Specifically, the key management system broadcasts a key change message to other registered cryptographic machines under the corresponding account, and each cryptographic machine receiving the key change message can execute key change, so that key synchronization of all registered cryptographic machines under the corresponding account is realized.
The key processing method provided by the embodiment of the application comprises the following steps: receiving a key change message sent by a cipher machine; determining account authentication information corresponding to the password machines, and determining the password machines registered under the accounts corresponding to the account authentication information, wherein a key management system is logged in through the account authentication information to distribute keys to a plurality of password machines of the password service to be executed; a key change message is broadcast to registered cryptographic machines. The method solves the problems that the key synchronization process is complicated and the key leakage is easy to cause when a plurality of cipher machines are used for providing service for one user in the related art. The association between the cipher machine and the cipher machine is established through the account authentication information, so that the effects of improving the key synchronization efficiency and reducing the key leakage risk are achieved when a plurality of cipher machines jointly provide service for one user.
In order to register the cryptographic engine under the account corresponding to the account authentication information, optionally, in the key processing method provided in the embodiment of the present application, before determining the account authentication information corresponding to the cryptographic engine and determining the registered cryptographic engine under the account corresponding to the account authentication information, the method further includes: creating a plurality of account authentication information corresponding to the key management system; writing the same account authentication information and address information of a key management system into a plurality of cipher machines for executing the cipher service; and receiving a registration request sent by a cipher machine of the cipher service to be executed, and registering address information of the cipher machine in an account corresponding to the account authentication information, wherein the registration request carries the account authentication information.
It should be noted that, the key management system may be a system for storing and issuing a key, or may create account authentication information, through which a user may log in to the key management system, so as to manage a key in a cryptographic machine that is to perform a cryptographic service. The number of the corresponding managed cipher machines under one account number can be one or more, the account number does not store a key, and account number authentication information and key information can be associated in a key management system, so that the associated key can be distributed to the cipher machines to be ciphered through logging in the key management system.
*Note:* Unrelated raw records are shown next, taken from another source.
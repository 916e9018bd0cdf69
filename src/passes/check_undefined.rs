//! Undefined rule reference checking.

use log::debug;

use crate::ast::{Expr, ExprKind, Grammar, Span};
use crate::errors::{MageError, MageResult};

/// Fails with [`MageError::UndefinedRule`] on the first reference, in source
/// order, that names no rule. Returns the grammar untouched otherwise.
pub fn check_undefined(grammar: Grammar) -> MageResult<Grammar> {
    for rule in grammar.rules() {
        let Some(body) = rule.body()? else {
            continue;
        };
        let mut refs = Vec::new();
        collect_refs(body, &mut refs)?;
        for (name, span) in refs {
            if grammar.lookup(name).is_none() {
                return Err(MageError::undefined_rule(name, Some(span)));
            }
        }
    }
    debug!("all references resolve in {} rules", grammar.len());
    Ok(grammar)
}

/// Pushes the name and span of every `Ref` under `expr`, left to right.
fn collect_refs<'a>(expr: &'a Expr, out: &mut Vec<(&'a str, Span)>) -> MageResult<()> {
    match &expr.kind {
        ExprKind::Ref(name) => out.push((name.as_str(), expr.span)),
        ExprKind::Seq(items) | ExprKind::Choice(items) if items.is_empty() => {
            return Err(MageError::internal(format!(
                "{} node without children",
                expr.kind_name()
            )));
        }
        _ => {}
    }
    for child in expr.children() {
        collect_refs(child, out)?;
    }
    Ok(())
}

#[cfg(test)]
mod tests {
    use super::*;
    use crate::ast::{Rule, RuleFlags, Span};
    use crate::errors::ErrorType;

    #[test]
    fn test_extern_targets_resolve() {
        let grammar = Grammar::new(vec![
            Rule::new("start", Expr::reference("ident"), RuleFlags::PUBLIC),
            Rule::external("ident", RuleFlags::empty()),
        ]);
        let checked = check_undefined(grammar.clone()).unwrap();
        assert_eq!(checked, grammar);
    }

    #[test]
    fn test_first_unresolved_name_is_reported() {
        let body = Expr::new(
            ExprKind::Seq(vec![Expr::reference("first"), Expr::reference("second")]),
            Span::default(),
        );
        let grammar = Grammar::new(vec![Rule::new("start", body, RuleFlags::PUBLIC)]);
        let err = check_undefined(grammar).unwrap_err();
        assert_eq!(err.to_string(), "Undefined rule referenced: first");
        assert_eq!(err.error_type(), ErrorType::Semantic);
    }

    #[test]
    fn test_refs_are_collected_with_their_spans() {
        let grammar = crate::pipeline::parse_source("start = 'a' % sep | !other").unwrap();
        let mut refs = Vec::new();
        collect_refs(grammar.rules()[0].body().unwrap().unwrap(), &mut refs).unwrap();
        let found: Vec<_> = refs.iter().map(|(name, span)| (*name, span.start.offset)).collect();
        assert_eq!(found, vec![("sep", 14), ("other", 21)]);
    }

    #[test]
    fn test_empty_choice_is_internal() {
        let body = Expr::new(ExprKind::Choice(Vec::new()), Span::default());
        let grammar = Grammar::new(vec![Rule::new("start", body, RuleFlags::empty())]);
        let err = check_undefined(grammar).unwrap_err();
        assert_eq!(err.error_type(), ErrorType::Internal);
    }
}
Specifically, the account authentication information may be an account name and a password, the address information of the key management system may be an IP address and port information of the key management system, and the account authentication information and the address information of the key management system are written into a plurality of cryptographic machines to be subjected to cryptographic service respectively, so that the plurality of cryptographic machines can request to obtain a key corresponding to the account authentication information from the key management system through an association relationship between the address information of the key management system and the account authentication information.
Further, after the cryptographic machine to perform the cryptographic task receives the account authentication information and the address information of the key management system, a registration request may be sent to the key management system to request to register itself under the account corresponding to the account authentication information. The registration request may include system information of the crypto machine, for example, an IP address and a port of the crypto machine, and may also include account authentication information, where an account corresponding to the account authentication information is a corresponding account created in the key management system, so that the address information of the crypto machine is registered under an account corresponding to the account authentication information, and an association relationship between the account authentication information and a plurality of crypto machines is established in the key management system.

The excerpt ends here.